Bases: BaseEMInvoker

An embedding model invoker to interact with AWS Bedrock embedding models.

Attributes:

Name	Type	Description
`model_id`	`str`	The model ID of the embedding model.
`model_provider`	`str`	The provider of the embedding model.
`model_name`	`str`	The name of the embedding model.
`session`	`Session`	The Bedrock client session.
`client_kwargs`	`dict[str, Any]`	The Bedrock client kwargs.
`default_hyperparameters`	`dict[str, Any]`	Default hyperparameters for invoking the embedding model.
`retry_config`	`RetryConfig`	The retry configuration for the embedding model.
`truncation_config`	`TruncationConfig \| None`	The truncation configuration for the embedding model.
`vector_fuser`	`BaseVectorFuser \| None`	The vector fuser to handle mixed content.

Input types

The BedrockEMInvoker supports: 1. Text inputs for Cohere, Titan, and Marengo models 2. Image inputs for Marengo models through Attachment objects

Output format

The BedrockEMInvoker can embed either: 1. A single content. 1. A single content is a single text or single image (image only supported for Marengo). 2. The output will be a Vector, representing the embedding of the content.

# Example 1: Embedding a text content. python text = "This is a text" result = await em_invoker.invoke(text)

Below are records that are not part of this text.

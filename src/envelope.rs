//! SOAP envelope interceptors.
//!
//! [`SoapInInterceptor`] splits a wire envelope into the header map and the
//! body payload; [`SoapOutInterceptor`] puts them back together.

use crate::config::SoapVersion;
use crate::error::Result;
use crate::fault::{parse_fault, write_fault, Fault, ENVELOPE_PREFIX};
use crate::interceptor::{Interceptor, Phase};
use crate::message::{Content, Message};
use crate::parser::{child_elements, new_element};
use crate::qname::QName;
use tracing::debug;
use xmltree::{Element, XMLNode};

/// Transport header carrying the payload media type.
pub const CONTENT_TYPE: &str = "Content-Type";

/// Assemble an `Envelope` from header entries and an optional body entry.
pub fn build_envelope(
    version: SoapVersion,
    headers: Vec<Element>,
    body: Option<Element>,
) -> Element {
    let ns = version.namespace();
    let mut envelope = new_element(&QName::new(ns, "Envelope"), Some(ENVELOPE_PREFIX));

    if !headers.is_empty() {
        let mut header = envelope_child(ns, "Header");
        header
            .children
            .extend(headers.into_iter().map(XMLNode::Element));
        envelope.children.push(XMLNode::Element(header));
    }

    let mut body_element = envelope_child(ns, "Body");
    if let Some(body) = body {
        body_element.children.push(XMLNode::Element(body));
    }
    envelope.children.push(XMLNode::Element(body_element));
    envelope
}

fn envelope_child(ns: &str, local: &str) -> Element {
    let mut element = Element::new(local);
    element.namespace = Some(ns.to_string());
    element.prefix = Some(ENVELOPE_PREFIX.to_string());
    element
}

/// Reads the wire envelope.
#[derive(Debug, Default)]
pub struct SoapInInterceptor;

impl SoapInInterceptor {
    pub const NAME: &'static str = "SoapInInterceptor";

    pub fn new() -> Self {
        Self
    }
}

impl Interceptor for SoapInInterceptor {
    fn name(&self) -> &str {
        Self::NAME
    }

    fn phase(&self) -> Phase {
        Phase::READ
    }

    fn handle(&self, message: &mut Message) -> Result<()> {
        let envelope = message
            .take_tree()?
            .ok_or_else(|| Fault::sender("Missing SOAP envelope"))?;

        let namespace = envelope.namespace.as_deref().unwrap_or("");
        let version = SoapVersion::from_namespace(namespace).ok_or_else(|| {
            Fault::version_mismatch(format!("Unsupported envelope namespace '{}'", namespace))
        })?;
        if envelope.name != "Envelope" {
            return Err(Fault::sender(format!(
                "Expected Envelope element, found {}",
                QName::of(&envelope)
            ))
            .into());
        }
        message.put(version);

        let ns = version.namespace();
        let mut body = None;
        for child in child_elements(&envelope) {
            if child.namespace.as_deref() != Some(ns) {
                return Err(Fault::sender(format!("Unexpected element {}", QName::of(child))).into());
            }
            match (child.name.as_str(), body.is_some()) {
                ("Header", false) => {
                    for header in child_elements(child) {
                        message.insert_soap_header(header.clone());
                    }
                }
                ("Body", false) => body = Some(child),
                _ => {
                    return Err(
                        Fault::sender(format!("Unexpected element {}", QName::of(child))).into(),
                    )
                }
            }
        }
        let body = body.ok_or_else(|| Fault::sender("Missing SOAP Body"))?;

        match child_elements(body).next() {
            Some(entry) if entry.name == "Fault" && entry.namespace.as_deref() == Some(ns) => {
                let fault = parse_fault(entry)?;
                debug!(code = %fault.code(), reason = fault.reason(), "Received SOAP fault");
                message.set_fault(fault);
                message.clear_content();
            }
            Some(entry) => message.set_content(Content::Tree(entry.clone())),
            None => message.clear_content(),
        }

        debug!(
            version = ?version,
            headers = message.soap_headers().len(),
            "Read SOAP envelope"
        );
        Ok(())
    }
}

/// Writes the wire envelope.
#[derive(Debug, Default)]
pub struct SoapOutInterceptor {
    version: SoapVersion,
}

impl SoapOutInterceptor {
    pub const NAME: &'static str = "SoapOutInterceptor";

    /// `version` is used unless the exchange recorded one on the way in.
    pub fn new(version: SoapVersion) -> Self {
        Self { version }
    }
}

impl Interceptor for SoapOutInterceptor {
    fn name(&self) -> &str {
        Self::NAME
    }

    fn phase(&self) -> Phase {
        Phase::WRITE
    }

    fn handle(&self, message: &mut Message) -> Result<()> {
        let version = message.get::<SoapVersion>().copied().unwrap_or(self.version);
        let fault = message.fault().map(|fault| write_fault(fault, version));
        let body = match fault {
            Some(fault) => Some(fault),
            None => message.take_tree()?,
        };
        let headers = message.drain_soap_headers();
        let envelope = build_envelope(version, headers, body);
        message.set_content(Content::Tree(envelope));
        message.set_transport_header(CONTENT_TYPE, version.content_type());
        Ok(())
    }
}

#[cfg(test)]
mod tests {
    use super::*;
    use crate::error::SoapError;
    use crate::fault::codes;
    use crate::message::XmlStream;
    use crate::parser::{parse_document, write_element, SOAP_12_NS};

    const REQUEST: &str = r#"<soap:Envelope xmlns:soap="http://schemas.xmlsoap.org/soap/envelope/">
  <soap:Header>
    <h:Auth xmlns:h="urn:auth" soap:mustUnderstand="1">secret</h:Auth>
  </soap:Header>
  <soap:Body>
    <m:GetPrice xmlns:m="urn:stock"><m:Item>Apples</m:Item></m:GetPrice>
  </soap:Body>
</soap:Envelope>"#;

    fn read(xml: &str) -> (Message, Result<()>) {
        let mut message = Message::with_stream(XmlStream::from_bytes(xml));
        let result = SoapInInterceptor::new().handle(&mut message);
        (message, result)
    }

    #[test]
    fn test_read_envelope() {
        let (mut message, result) = read(REQUEST);
        result.unwrap();
        assert_eq!(message.get::<SoapVersion>(), Some(&SoapVersion::Soap11));
        assert!(message.soap_header(&QName::new("urn:auth", "Auth")).is_some());
        let body = message.content_tree().unwrap().unwrap();
        assert_eq!(QName::of(body), QName::new("urn:stock", "GetPrice"));
    }

    #[test]
    fn test_version_mismatch() {
        let (_, result) = read(r#"<e:Envelope xmlns:e="urn:not-soap"><e:Body/></e:Envelope>"#);
        let err = result.unwrap_err();
        assert_eq!(err.as_fault().unwrap().code(), &codes::version_mismatch());
    }

    #[test]
    fn test_missing_body() {
        let (_, result) = read(r#"<s:Envelope xmlns:s="http://www.w3.org/2003/05/soap-envelope"/>"#);
        let fault = result.unwrap_err();
        assert!(fault.as_fault().unwrap().is_sender());
    }

    #[test]
    fn test_body_fault_is_decoded() {
        let xml = r#"<s:Envelope xmlns:s="http://schemas.xmlsoap.org/soap/envelope/"><s:Body>
<s:Fault><faultcode>s:Client</faultcode><faultstring>bad</faultstring></s:Fault>
</s:Body></s:Envelope>"#;
        let (message, result) = read(xml);
        result.unwrap();
        assert_eq!(message.fault().unwrap().reason(), "bad");
        assert!(!message.has_content());
    }

    #[test]
    fn test_malformed_envelope() {
        let (_, result) = read("<soap:Envelope");
        assert!(matches!(result, Err(SoapError::XmlParse(_))));
    }

    #[test]
    fn test_write_envelope() {
        let (mut message, result) = read(REQUEST);
        result.unwrap();
        message.put(SoapVersion::Soap12);
        SoapOutInterceptor::new(SoapVersion::Soap11)
            .handle(&mut message)
            .unwrap();

        assert!(message.soap_headers().is_empty());
        assert_eq!(
            message.transport_header("content-type"),
            Some(SoapVersion::Soap12.content_type())
        );
        let xml = message.take_stream().unwrap().read_to_string().unwrap();
        let envelope = parse_document(xml.as_bytes()).unwrap();
        assert_eq!(QName::of(&envelope), QName::new(SOAP_12_NS, "Envelope"));
        let names: Vec<&str> = child_elements(&envelope).map(|e| e.name.as_str()).collect();
        assert_eq!(names, vec!["Header", "Body"]);
    }

    #[test]
    fn test_write_fault_envelope() {
        let mut message = Message::new();
        message.set_fault(Fault::sender("bad input"));
        SoapOutInterceptor::new(SoapVersion::Soap11)
            .handle(&mut message)
            .unwrap();
        let envelope = message.take_tree().unwrap().unwrap();
        let xml = write_element(&envelope).unwrap();
        assert!(xml.contains("faultstring"));
        assert!(xml.contains("bad input"));
    }
}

# Example 2: Embedding an image with Marengo. python em_invoker = BedrockEMInvoker( model_name="us.twelvelabs.marengo-2.7" ) image = Attachment.from_path("path/to/local/image.png") result = await em_invoker.invoke(image)

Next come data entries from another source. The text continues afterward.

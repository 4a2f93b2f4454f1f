//! SOAP fault model and the SOAP 1.1 / 1.2 fault codec.
//!
//! A [`Fault`] is version independent. The codec reads and writes the two
//! incompatible wire shapes:
//!
//! - SOAP 1.1: `faultcode`, `faultstring`, `faultactor?`, `detail?`
//! - SOAP 1.2: `Code/Value`, `Code/Subcode/Value?`, `Reason/Text`, `Node?`,
//!   `Role?`, `Detail?`
//!
//! Parsing is a strict sequential walk over the children of the `Fault`
//! element. Missing, unexpected or misplaced elements raise a Sender fault;
//! shapes this codec does not support (several reasons, nested subcodes,
//! several detail entries) raise a Receiver fault.

use crate::config::SoapVersion;
use crate::error::{Result, SoapError};
use crate::parser::{
    child_elements, declare_namespace, new_element, text_element, text_of, write_document,
    SOAP_11_NS, SOAP_12_NS,
};
use crate::qname::QName;
use std::fmt;
use xmltree::{Element, XMLNode};

/// Prefix used for the envelope namespace in generated documents.
pub const ENVELOPE_PREFIX: &str = "soap";

/// Standard fault codes, in the SOAP 1.2 envelope namespace.
pub mod codes {
    use super::*;

    pub fn sender() -> QName {
        QName::new(SOAP_12_NS, "Sender")
    }

    pub fn receiver() -> QName {
        QName::new(SOAP_12_NS, "Receiver")
    }

    pub fn must_understand() -> QName {
        QName::new(SOAP_12_NS, "MustUnderstand")
    }

    pub fn version_mismatch() -> QName {
        QName::new(SOAP_12_NS, "VersionMismatch")
    }

    pub fn data_encoding_unknown() -> QName {
        QName::new(SOAP_12_NS, "DataEncodingUnknown")
    }
}

/// A SOAP fault.
#[derive(Debug, Clone, PartialEq)]
pub struct Fault {
    code: QName,
    subcode: Option<QName>,
    reason: String,
    node: Option<String>,
    role: Option<String>,
    detail: Option<Element>,
}

impl Fault {
    pub fn new(code: QName, reason: impl Into<String>) -> Self {
        Self {
            code,
            subcode: None,
            reason: reason.into(),
            node: None,
            role: None,
            detail: None,
        }
    }

    /// A fault caused by the message sender.
    pub fn sender(reason: impl Into<String>) -> Self {
        Self::new(codes::sender(), reason)
    }

    /// A fault caused by the receiver while processing a valid message.
    pub fn receiver(reason: impl Into<String>) -> Self {
        Self::new(codes::receiver(), reason)
    }

    pub fn must_understand(reason: impl Into<String>) -> Self {
        Self::new(codes::must_understand(), reason)
    }

    pub fn version_mismatch(reason: impl Into<String>) -> Self {
        Self::new(codes::version_mismatch(), reason)
    }

    pub fn with_subcode(mut self, subcode: QName) -> Self {
        self.subcode = Some(subcode);
        self
    }

    pub fn with_node(mut self, node: impl Into<String>) -> Self {
        self.node = Some(node.into());
        self
    }

    pub fn with_role(mut self, role: impl Into<String>) -> Self {
        self.role = Some(role.into());
        self
    }

    pub fn with_detail(mut self, detail: Element) -> Self {
        self.detail = Some(detail);
        self
    }

    pub fn code(&self) -> &QName {
        &self.code
    }

    pub fn subcode(&self) -> Option<&QName> {
        self.subcode.as_ref()
    }

    pub fn reason(&self) -> &str {
        &self.reason
    }

    pub fn node(&self) -> Option<&str> {
        self.node.as_deref()
    }

    pub fn role(&self) -> Option<&str> {
        self.role.as_deref()
    }

    pub fn detail(&self) -> Option<&Element> {
        self.detail.as_ref()
    }

    /// True for Sender / Client faults of either SOAP version.
    pub fn is_sender(&self) -> bool {
        self.code == codes::sender() || self.code == QName::new(SOAP_11_NS, "Client")
    }

    /// True for Receiver / Server faults of either SOAP version.
    pub fn is_receiver(&self) -> bool {
        self.code == codes::receiver() || self.code == QName::new(SOAP_11_NS, "Server")
    }
}

impl fmt::Display for Fault {
    fn fmt(&self, f: &mut fmt::Formatter<'_>) -> fmt::Result {
        write!(f, "{}: {}", self.code, self.reason)
    }
}

// ---------------------------------------------------------------------------
// Reading
// ---------------------------------------------------------------------------

/// Parse a `Fault` element of either SOAP version.
pub fn parse_fault(element: &Element) -> Result<Fault> {
    if element.name != "Fault" {
        return Err(Fault::sender(format!("Expected Fault element, found {}", QName::of(element))).into());
    }
    match element.namespace.as_deref() {
        Some(SOAP_12_NS) => parse_fault_12(element),
        _ => parse_fault_11(element),
    }
}

fn parse_fault_11(fault: &Element) -> Result<Fault> {
    let mut children = child_elements(fault);

    let code_element = expect_11(children.next(), "faultcode")?;
    let code = parse_code(code_element)?;

    let reason_element = expect_11(children.next(), "faultstring")?;
    let mut result = Fault::new(code, text_of(reason_element));

    let mut next = children.next();
    if let Some(actor) = next.filter(|e| e.name == "faultactor") {
        result.role = Some(text_of(actor));
        next = children.next();
    }
    if let Some(detail) = next.filter(|e| e.name == "detail") {
        result.detail = single_detail(detail)?;
        next = children.next();
    }

    match next {
        None => Ok(result),
        Some(extra) if extra.name == "faultstring" => {
            Err(Fault::receiver("unsupported multiple reasons").into())
        }
        Some(extra) if extra.name == "detail" => {
            Err(Fault::receiver("unsupported multiple details").into())
        }
        Some(extra) => Err(unexpected(extra)),
    }
}

fn parse_fault_12(fault: &Element) -> Result<Fault> {
    let mut children = child_elements(fault);

    let code_element = expect_12(children.next(), "Code")?;
    let (code, subcode) = parse_code_12(code_element)?;

    let reason_element = expect_12(children.next(), "Reason")?;
    let reason = parse_reason_12(reason_element)?;

    let mut result = Fault::new(code, reason);
    result.subcode = subcode;

    let mut next = children.next();
    if let Some(node) = next.filter(|e| is_12(e, "Node")) {
        result.node = Some(text_of(node));
        next = children.next();
    }
    if let Some(role) = next.filter(|e| is_12(e, "Role")) {
        result.role = Some(text_of(role));
        next = children.next();
    }
    if let Some(detail) = next.filter(|e| is_12(e, "Detail")) {
        result.detail = single_detail(detail)?;
        next = children.next();
    }

    match next {
        None => Ok(result),
        Some(extra) if is_12(extra, "Reason") => {
            Err(Fault::receiver("unsupported multiple reasons").into())
        }
        Some(extra) if is_12(extra, "Detail") => {
            Err(Fault::receiver("unsupported multiple details").into())
        }
        Some(extra) => Err(unexpected(extra)),
    }
}

fn parse_code_12(code: &Element) -> Result<(QName, Option<QName>)> {
    let mut children = child_elements(code);

    let value = parse_code(expect_12(children.next(), "Value")?)?;

    let subcode = match children.next() {
        None => None,
        Some(sub) if is_12(sub, "Subcode") => {
            let mut inner = child_elements(sub);
            let subvalue = parse_code(expect_12(inner.next(), "Value")?)?;
            match inner.next() {
                None => {}
                Some(nested) if is_12(nested, "Subcode") => {
                    return Err(Fault::receiver("unsupported nested subcodes").into());
                }
                Some(extra) => return Err(unexpected(extra)),
            }
            if let Some(extra) = children.next() {
                return Err(if is_12(extra, "Subcode") {
                    Fault::receiver("unsupported multiple subcodes").into()
                } else {
                    unexpected(extra)
                });
            }
            Some(subvalue)
        }
        Some(extra) => return Err(unexpected(extra)),
    };

    Ok((value, subcode))
}

fn parse_reason_12(reason: &Element) -> Result<String> {
    let mut texts = Vec::new();
    for child in child_elements(reason) {
        if !is_12(child, "Text") {
            return Err(unexpected(child));
        }
        texts.push(text_of(child));
    }
    match texts.len() {
        0 => Err(Fault::sender("Expected Text element in Reason").into()),
        1 => Ok(texts.remove(0)),
        _ => Err(Fault::receiver("unsupported multiple reasons").into()),
    }
}

fn parse_code(element: &Element) -> Result<QName> {
    let text = text_of(element);
    QName::resolve(&text, element)
        .ok_or_else(|| Fault::sender(format!("Invalid fault code '{}'", text)).into())
}

fn single_detail(detail: &Element) -> Result<Option<Element>> {
    let mut entries = child_elements(detail);
    let first = entries.next().cloned();
    if entries.next().is_some() {
        return Err(Fault::receiver("unsupported multiple detail elements").into());
    }
    Ok(first)
}

fn expect_11<'a>(element: Option<&'a Element>, name: &str) -> Result<&'a Element> {
    match element {
        Some(e) if e.name == name => Ok(e),
        Some(e) => Err(Fault::sender(format!("Expected {} element, found {}", name, QName::of(e))).into()),
        None => Err(Fault::sender(format!("Expected {} element", name)).into()),
    }
}

fn expect_12<'a>(element: Option<&'a Element>, name: &str) -> Result<&'a Element> {
    match element {
        Some(e) if is_12(e, name) => Ok(e),
        Some(e) => Err(Fault::sender(format!("Expected {} element, found {}", name, QName::of(e))).into()),
        None => Err(Fault::sender(format!("Expected {} element", name)).into()),
    }
}

fn is_12(element: &Element, name: &str) -> bool {
    element.name == name && element.namespace.as_deref() == Some(SOAP_12_NS)
}

fn unexpected(element: &Element) -> SoapError {
    Fault::sender(format!("Unexpected element {}", QName::of(element))).into()
}

// ---------------------------------------------------------------------------
// Writing
// ---------------------------------------------------------------------------

/// Build the `Fault` element for the given SOAP version.
pub fn write_fault(fault: &Fault, version: SoapVersion) -> Element {
    match version {
        SoapVersion::Soap11 => write_fault_11(fault),
        SoapVersion::Soap12 => write_fault_12(fault),
    }
}

fn write_fault_11(fault: &Fault) -> Element {
    let mut root = new_element(&QName::new(SOAP_11_NS, "Fault"), Some(ENVELOPE_PREFIX));

    let mut code = Element::new("faultcode");
    let value = code_text(&mut code, &to_soap_11(&fault.code));
    code.children.push(XMLNode::Text(value));
    root.children.push(XMLNode::Element(code));

    root.children.push(XMLNode::Element(plain_text_element("faultstring", &fault.reason)));

    if let Some(ref role) = fault.role {
        root.children.push(XMLNode::Element(plain_text_element("faultactor", role)));
    }
    if let Some(ref detail) = fault.detail {
        let mut element = Element::new("detail");
        element.children.push(XMLNode::Element(detail.clone()));
        root.children.push(XMLNode::Element(element));
    }
    root
}

fn write_fault_12(fault: &Fault) -> Element {
    let soap = |local: &str| QName::new(SOAP_12_NS, local);
    let mut root = new_element(&soap("Fault"), Some(ENVELOPE_PREFIX));

    let mut code = soap_child(&soap("Code"));
    code.children.push(XMLNode::Element(code_value(&to_soap_12(&fault.code))));
    if let Some(ref subcode) = fault.subcode {
        let mut sub = soap_child(&soap("Subcode"));
        sub.children.push(XMLNode::Element(code_value(subcode)));
        code.children.push(XMLNode::Element(sub));
    }
    root.children.push(XMLNode::Element(code));

    let mut reason = soap_child(&soap("Reason"));
    let mut text = soap_child(&soap("Text"));
    text.attributes.insert("xml:lang".to_string(), "en".to_string());
    text.children.push(XMLNode::Text(fault.reason.clone()));
    reason.children.push(XMLNode::Element(text));
    root.children.push(XMLNode::Element(reason));

    if let Some(ref node) = fault.node {
        root.children.push(XMLNode::Element(soap_text(&soap("Node"), node)));
    }
    if let Some(ref role) = fault.role {
        root.children.push(XMLNode::Element(soap_text(&soap("Role"), role)));
    }
    if let Some(ref detail) = fault.detail {
        let mut element = soap_child(&soap("Detail"));
        element.children.push(XMLNode::Element(detail.clone()));
        root.children.push(XMLNode::Element(element));
    }
    root
}

/// Wrap a fault in a complete SOAP envelope document.
pub fn fault_envelope(fault: &Fault, version: SoapVersion) -> Result<String> {
    let ns = version.namespace();
    let mut envelope = new_element(&QName::new(ns, "Envelope"), Some(ENVELOPE_PREFIX));
    let mut body = soap_child(&QName::new(ns, "Body"));
    body.children.push(XMLNode::Element(write_fault(fault, version)));
    envelope.children.push(XMLNode::Element(body));
    write_document(&envelope)
}

/// A child in the envelope namespace, relying on the parent's declaration.
fn soap_child(name: &QName) -> Element {
    let mut element = Element::new(name.local_part());
    element.namespace = Some(name.namespace().to_string());
    element.prefix = Some(ENVELOPE_PREFIX.to_string());
    element
}

fn soap_text(name: &QName, text: &str) -> Element {
    let mut element = soap_child(name);
    element.children.push(XMLNode::Text(text.to_string()));
    element
}

fn plain_text_element(name: &str, text: &str) -> Element {
    text_element(&QName::local(name), None, text)
}

fn code_value(code: &QName) -> Element {
    let mut value = soap_child(&QName::new(SOAP_12_NS, "Value"));
    let text = code_text(&mut value, code);
    value.children.push(XMLNode::Text(text));
    value
}

/// Render a code as prefixed text, declaring its namespace on `holder` when
/// it is not the envelope namespace.
fn code_text(holder: &mut Element, code: &QName) -> String {
    if code.is_unqualified() {
        code.local_part().to_string()
    } else if code.namespace() == SOAP_11_NS || code.namespace() == SOAP_12_NS {
        format!("{}:{}", ENVELOPE_PREFIX, code.local_part())
    } else {
        declare_namespace(holder, "fc", code.namespace());
        format!("fc:{}", code.local_part())
    }
}

fn to_soap_11(code: &QName) -> QName {
    if code.namespace() != SOAP_12_NS {
        return code.clone();
    }
    let local = match code.local_part() {
        "Sender" => "Client",
        "Receiver" | "DataEncodingUnknown" => "Server",
        other => other,
    };
    QName::new(SOAP_11_NS, local)
}

fn to_soap_12(code: &QName) -> QName {
    if code.namespace() != SOAP_11_NS {
        return code.clone();
    }
    let local = match code.local_part() {
        "Client" => "Sender",
        "Server" => "Receiver",
        other => other,
    };
    QName::new(SOAP_12_NS, local)
}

The above examples will return a Vector with a size of (embedding_size,).

A list of contents.
A list of contents is a list of texts or images (images only supported for Marengo).
The output will be a list[Vector], where each element is a Vector representing the embedding of each single content.

# Example: Embedding a list of contents. python text1 = "This is a text" text2 = "This is another text" text3 = "This is yet another text" result = await em_invoker.invoke([text1, text2, text3])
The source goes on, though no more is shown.